The variable for education is degree and has five values. The variable for income is a scale that shows the respondent's income in dollar, realrinc. The United States are known for having a high "education premium," which means that getting educated generally pays more. Wage differences are large.

Let us now do a bar chart with the graph bar command. We will state that we want the bars to show the mean of the variable realrinc, and that we want one bar for each value of the variable degree. Since degree only has five values, we get five bars.

In [17]:
graph bar (mean) realrinc, over(degree)
Stata Graph - Graph 0 10,000 20,000 30,000 40,000 50,000 mean of realrinc lt high school high school junior college bachelor graduate

The diagram reveals big differences: Those who have a bachelor's degee earn about twice as much as those who only went to high school or junior college.

Horizontal bars

If we want horizontal bars (which might be a good idea if one has a lot of text in the category labels) it is easily done: We just switch graph bar to graph hbar in the code.

In [18]:
graph hbar (mean) realrinc, over(degree)
Stata Graph - Graph 0 10,000 20,000 30,000 40,000 50,000 mean of realrinc graduate bachelor junior college high school lt high school

Add labels

The bar chart gives a quick overview of how much the different groups make. But if we want to know exactly it might be a good idea to display the actual values as well. We do that by adding labels that show the height of the bars.
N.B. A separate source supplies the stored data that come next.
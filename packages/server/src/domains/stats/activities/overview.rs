//! Platform overview counters (admin only).

use serde::Serialize;
use sqlx::PgPool;

use crate::common::{ActingUser, AppError};
use crate::domains::matching::models::AcceptedMatch;
use crate::domains::needs::models::{Need, NeedFilter, NeedStatus};
use crate::domains::responses::models::ResponseStatus;
use crate::domains::stats::models::monthly_counts::count_responses_with_status;

#[derive(Debug, Clone, Serialize)]
pub struct Overview {
    pub total_needs: i64,
    pub total_matches: i64,
    pub total_pending_responses: i64,
}

pub async fn platform_overview(
    acting_user: ActingUser,
    pool: &PgPool,
) -> Result<Overview, AppError> {
    acting_user.require_admin()?;

    let published = NeedFilter {
        status: Some(NeedStatus::Published),
        ..NeedFilter::default()
    };

    Ok(Overview {
        total_needs: Need::count(&published, pool).await?,
        total_matches: AcceptedMatch::count(pool).await?,
        total_pending_responses: count_responses_with_status(ResponseStatus::Pending, pool)
            .await?,
    })
}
To do that we need an option blabel(bar). We add that after the option over. We can also try to change the bars from showing the mean to the median, which often is advisable when you work with incomes, since the few with extreme incomes push up the mean a lot.
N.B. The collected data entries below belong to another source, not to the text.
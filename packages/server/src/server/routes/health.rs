use axum::{extract::Extension, http::StatusCode, Json};
use serde::Serialize;

use crate::server::app::AppState;

#[derive(Serialize)]
pub struct HealthResponse {
    status: String,
    database: DatabaseHealth,
}

#[derive(Serialize)]
pub struct DatabaseHealth {
    status: String,
    #[serde(skip_serializing_if = "Option::is_none")]
    error: Option<String>,
}

/// Health check endpoint.
///
/// Returns 200 OK when the database answers within 5s, 503 otherwise.
pub async fn health_handler(
    Extension(state): Extension<AppState>,
) -> (StatusCode, Json<HealthResponse>) {
    let database = match tokio::time::timeout(
        std::time::Duration::from_secs(5),
        sqlx::query("SELECT 1").execute(&state.db_pool),
    )
    .await
    {
        Ok(Ok(_)) => DatabaseHealth {
            status: "ok".to_string(),
            error: None,
        },
        Ok(Err(e)) => DatabaseHealth {
            status: "error".to_string(),
            error: Some(format!("query failed: {}", e)),
        },
        Err(_) => DatabaseHealth {
            status: "error".to_string(),
            error: Some("query timeout (>5s)".to_string()),
        },
    };

    let healthy = database.status == "ok";
    let status_code = if healthy {
        StatusCode::OK
    } else {
        StatusCode::SERVICE_UNAVAILABLE
    };

    (
        status_code,
        Json(HealthResponse {
            status: if healthy { "healthy" } else { "unhealthy" }.to_string(),
            database,
        }),
    )
}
We will also make two cosmetic changes: We will change the text on the y axis to something more neat with the option ytitle, and we will also change the color of the bars with bar(1, color(purple)).

In [38]:
graph bar (median) realrinc, over(degree) blabel(bar) ytitle("Medianinkomst i dollar") bar(1, color(purple))
Stata Graph - Graph 9647.5 12485 17025 24970 37455 0 10,000 20,000 30,000 40,000 Medianinkomst i dollar lt high school high school junior college bachelor graduate

Now we can see the pattern even more clearly. Those with a graduate degree earn almost four times as much on average as those with the lowest level of education.

Conclusion

As with all graphs you can spend infinite time on polishing them to get them exactly the way you want. But one can get really far with just a few adjustments as well. A nice bar chart often does wonders to show the main tendencies in a dataset (and are generally more readable to a lay audience than a scatterplot).